AARP invests in communities across Kansas through five organizations as part of nationwide grant program 


Communities across Kansas are working to become more livable for residents of all ages.

AARP is working in partnership with local leaders, organizations and dedicated residents to help make that vision a reality. As part of that effort, AARP is excited to announce the largest investment of grant dollars to date through the Community Challenge grant program. More than $3.6 million in quick-action grants are being distributed to 310 organizations across all 50 states, Washington D.C, Puerto Rico and the U.S. Virgin Islands.

The AARP Community Challenge funds innovative projects that inspire change in areas such as public places; housing; transportation; diversity, equity, and inclusion; digital connections; community resilience; and more.

This year, AARP is also bolstering its investment in rural communities, mobility innovation, transportation options, and health and food access. The program accepted applications across three different grant opportunities, including existing flagship grants in addition to new capacity-building microgrants for improving walkability and community gardens. New demonstration grants will focus on improving transportation systems, with funding support provided by Toyota Motor North America, and housing choice design competitions.

AARP Kansas is incredibly proud to have five grantees right here in our state. Our goal is to support their efforts to create great places for people of all backgrounds, ages and abilities. As local leaders seek to better their communities for the future, this becomes even more critical.

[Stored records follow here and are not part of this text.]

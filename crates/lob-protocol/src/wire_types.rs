//! Wire message ids and protocol constants.
//!
//! Encode/decode logic lives in `binary_codec`; this module only pins
//! the numbers down.

/// Current protocol version, carried in byte 1 of every frame.
pub const PROTOCOL_VERSION: u8 = 1;

/// Longest rejection reason carried on the wire, in bytes.
pub const MAX_REASON_LEN: usize = 120;

/// Command message types (client → server).
#[repr(u8)]
#[derive(Debug, Copy, Clone, PartialEq, Eq)]
pub enum WireCommandType {
    SubmitLimit = 0,
    SubmitMarket = 1,
    Cancel = 2,
    QueryTopOfBook = 3,
    QuerySnapshot = 4,
}

impl WireCommandType {
    pub fn from_u8(v: u8) -> Option<Self> {
        match v {
            0 => Some(WireCommandType::SubmitLimit),
            1 => Some(WireCommandType::SubmitMarket),
            2 => Some(WireCommandType::Cancel),
            3 => Some(WireCommandType::QueryTopOfBook),
            4 => Some(WireCommandType::QuerySnapshot),
            _ => None,
        }
    }
}

/// Event message types (server → client).
#[repr(u8)]
#[derive(Debug, Copy, Clone, PartialEq, Eq)]
pub enum WireEventType {
    Accepted = 10,
    Rejected = 11,
    CancelAck = 12,
    Trade = 13,
    TopOfBook = 14,
    Snapshot = 15,
}

impl WireEventType {
    pub fn from_u8(v: u8) -> Option<Self> {
        match v {
            10 => Some(WireEventType::Accepted),
            11 => Some(WireEventType::Rejected),
            12 => Some(WireEventType::CancelAck),
            13 => Some(WireEventType::Trade),
            14 => Some(WireEventType::TopOfBook),
            15 => Some(WireEventType::Snapshot),
            _ => None,
        }
    }
}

Here in Kansas, these exciting and diverse projects were funded:

  • The Kansas Learning Center for Health, Inc., Halstead, $18,200, for swings and benches to create a welcoming space to promote community wellness;
  • Newton Murals & Arts Project, Newton, $17,100, to create a mural next to the train station featuring historical figures encouraging social connection between generations through storytelling and remembrances of history;
  • Rossville Community Foundation, Rossville, $15,000, for an outdoor exercise and recreational trail for persons of all capabilities.;
  • Home Works USA, Lawrence, $2,500, to create a community garden that is intergenerational and age-friendly; and
  • Thrive Allen County, $2,500, to improve the existing Humboldt community garden making it more accessible to older residents.

The Community Challenge is part of AARP’s nationwide work on livable communities, which supports the efforts of neighborhoods, towns, cities and counties across the country to become great places for all residents. We believe that communities should provide safe, walkable streets; affordable and accessible housing and transportation options; access to needed services; and opportunities for residents to participate in community life.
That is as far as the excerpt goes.